In Matthew 19, a rich young man was having an exchange with Jesus. He wanted to know what good thing he must do, to ensure his ticket into eternal life. Let’s read this conversations, Matthew 19:16-19:

Just then a man came up to Jesus and asked, “Teacher, what good thing must I do to get eternal life?” “Why do you ask me about what is good?” Jesus replied. “There is only One who is good. If you want to enter life, keep the commandments.” “Which ones?” he inquired. Jesus replied, “‘You shall not murder, you shall not commit adultery, you shall not steal, you shall not give false testimony, honor your father and mother,’ and ‘love your neighbor as yourself.’”

Jesus states that there is only “One” who is good, referring to God (Himself), but continues to say that if you want eternal life, keep the commandments, then rattles off some of the big ten. Jesus was saying if you can keep all the commandments (of which there were 613 of them in the Old Testament), this is how you could earn eternal life… He continues, Matt 19:20-22:

“All these I have kept,” the young man said. “What do I still lack?” Jesus answered, “If you want to be perfect, go, sell your possessions and give to the poor, and you will have treasure in heaven. Then come, follow me.” When the young man heard this, he went away sad, because he had great wealth.

Apparently the young rich man knew the rules well, and was trying hard to keep them! But he knew something was still missing. Knowing the man was wealthy, Jesus pressed into an area where he may have difficulty keeping commandments, tells him to sell everything and follow. Jesus was not saying that no people with a lot of money can be granted eternal life, he was pointing out that man could not keep all the commands. Greed kept him from loving others like he loves himself - certainly if he loved others like himself, he’d do everything in his power to make sure the poor were taken care of. And beyond loving others as himself, he put his money before God - loved money before God (breaking the very 1st commandment to not put anything above God).

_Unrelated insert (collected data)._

//! The per-member slice of the result tree.

use std::borrow::Cow;

use serde::Serialize;

use crate::result::chain::ChainResult;
use crate::result::validation::ValidationResult;

/// Sub-results recorded for a member whose type has its own schema.
#[derive(Debug, Clone, Default, Serialize)]
pub enum NestedResults {
    /// The member is scalar, or its nested value was absent.
    #[default]
    None,
    /// One nested object validated in place.
    Single(ValidationResult),
    /// A collection of nested objects. Each entry keeps the element's
    /// original index so skipped absent elements don't shift the paths of
    /// the ones that ran.
    Collection(Vec<(usize, ValidationResult)>),
}

impl NestedResults {
    /// Whether any nested result, at any depth, contains a failure.
    #[must_use]
    pub fn has_errors(&self) -> bool {
        match self {
            Self::None => false,
            Self::Single(result) => result.has_errors(),
            Self::Collection(results) => results.iter().any(|(_, r)| r.has_errors()),
        }
    }

    pub(crate) fn errors_count(&self) -> usize {
        match self {
            Self::None => 0,
            Self::Single(result) => result.errors_count(),
            Self::Collection(results) => results.iter().map(|(_, r)| r.errors_count()).sum(),
        }
    }
}

/// Everything recorded for one member: its chains plus any nested tree.
#[derive(Debug, Clone, Serialize)]
pub struct PropertyResult {
    member: Cow<'static, str>,
    chains: Vec<ChainResult>,
    nested: NestedResults,
}

impl PropertyResult {
    pub(crate) fn new(member: Cow<'static, str>) -> Self {
        Self {
            member,
            chains: Vec::new(),
            nested: NestedResults::None,
        }
    }

    pub(crate) fn push_chain(&mut self, chain: ChainResult) {
        self.chains.push(chain);
    }

    pub(crate) fn set_nested(&mut self, nested: NestedResults) {
        self.nested = nested;
    }

    /// The member name this result belongs to.
    #[must_use]
    pub fn member(&self) -> &str {
        &self.member
    }

    /// All chain results for this member, in registration order.
    #[must_use]
    pub fn chains(&self) -> &[ChainResult] {
        &self.chains
    }

    /// A named chain's result, if the schema registered one by that name.
    #[must_use]
    pub fn chain(&self, name: &str) -> Option<&ChainResult> {
        self.chains.iter().find(|c| c.chain() == name)
    }

    /// Nested results for a member with its own schema.
    #[must_use]
    pub fn nested(&self) -> &NestedResults {
        &self.nested
    }

    /// Whether this member or anything nested under it recorded a failure.
    #[must_use]
    pub fn has_errors(&self) -> bool {
        self.chains.iter().any(ChainResult::has_errors) || self.nested.has_errors()
    }

    /// Whether the named chain recorded a failure on this member directly.
    #[must_use]
    pub fn has_errors_in(&self, chain: &str) -> bool {
        self.chain(chain).is_some_and(ChainResult::has_errors)
    }

    /// Total failures on this member, including everything nested.
    #[must_use]
    pub fn errors_count(&self) -> usize {
        self.chains.iter().map(ChainResult::error_count).sum::<usize>()
            + self.nested.errors_count()
    }
}
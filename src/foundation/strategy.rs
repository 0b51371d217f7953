//! Execution strategies: per-rule policies for chain flow control.
//!
//! A strategy is attached to each rule instance at registration time and is
//! consulted by the chain evaluator AFTER that rule runs. The decision
//! belongs to the rule just executed, never to the next one, and a chain
//! never backtracks.

use crate::foundation::outcome::RuleOutcome;

/// How a rule's result steers the rest of its chain.
#[derive(Debug, Clone, Copy, PartialEq, Eq, Hash, Default)]
pub enum ExecutionStrategy {
    /// Record the outcome; a failure stops the chain, a success continues.
    ///
    /// This is the default, matching the common "don't pile errors onto a
    /// value that already failed a prerequisite" usage.
    #[default]
    ValidateAndStop,
    /// Record the outcome (success or failure) and always continue.
    ValidateAndContinue,
    /// Optional-member semantics: if the wrapped rule passed, record the
    /// success and continue; if it failed, record a FORCED SUCCESS outcome
    /// and stop the chain. An absent optional value therefore yields exactly
    /// one successful outcome and skips the rest of the chain, while a
    /// present value still runs the remaining rules.
    SkipErrorAndStop,
}

/// The chain evaluator's next move after a rule has run.
#[derive(Debug, Clone, Copy, PartialEq, Eq)]
pub enum ChainFlow {
    /// Advance to the next rule in the chain.
    Continue,
    /// Terminal: no further rules in this chain run.
    Stop,
}

impl ExecutionStrategy {
    /// Applies this strategy to the outcome of the rule that just ran,
    /// returning the outcome to record and the flow decision.
    #[must_use]
    pub fn apply(self, outcome: RuleOutcome) -> (RuleOutcome, ChainFlow) {
        match (self, outcome.is_success()) {
            (Self::ValidateAndContinue, _) => (outcome, ChainFlow::Continue),
            (Self::ValidateAndStop, true) => (outcome, ChainFlow::Continue),
            (Self::ValidateAndStop, false) => (outcome, ChainFlow::Stop),
            (Self::SkipErrorAndStop, true) => (outcome, ChainFlow::Continue),
            (Self::SkipErrorAndStop, false) => {
                (outcome.into_forced_success(), ChainFlow::Stop)
            }
        }
    }
}
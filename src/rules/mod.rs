//! Built-in rules.
//!
//! Every rule here is a plain [`Rule`](crate::foundation::Rule)
//! implementation; nothing is special-cased by the engine. Each module also
//! exports lowercase factory functions (`min_length(5)`,
//! `in_range(18, 120)`) for use at schema registration.

pub mod collection;
pub mod general;
pub mod numeric;
pub mod string;

pub use collection::{HasElements, MaxCount, MinCount, NoNullElements};
pub use general::{EqualTo, NotEqualTo, Optional, Required, WhenPresent};
pub use numeric::{GreaterThan, InRange, LessThan};
pub use string::{Matches, MaxLength, MinLength, NotEmpty};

Jesus made the point that no one can keep all the commands perfectly, but perfection is the standard we’re held to. In Matt. 5:48, Jesus said, “You must be perfect, as your Heavenly Father is perfect.” To be “good enough” to be worthy of eternal life, perfection is required — keeping all the commands is required. 

So, can you earn your way to Heaven? The answer is not unless you’re perfect. The point I am trying to make is that there is no amount of going to church, reading Bible, doing good things, avoiding bad things, or being nice that can earn your way to have a relationship with God. James 2:10 says that even if you kept the entire law perfectly, but failed once, you are guilty of all — meaning, just one mistake, that’s all it takes to tarnish the standard of perfection. So if you have lied a single time, cheated once, disobeyed your parents in a single moment — that’s all it takes for a separation from perfection… Galatians 2:16, Paul states three times (in this one verse alone), that we cannot be made right by the things that we do.  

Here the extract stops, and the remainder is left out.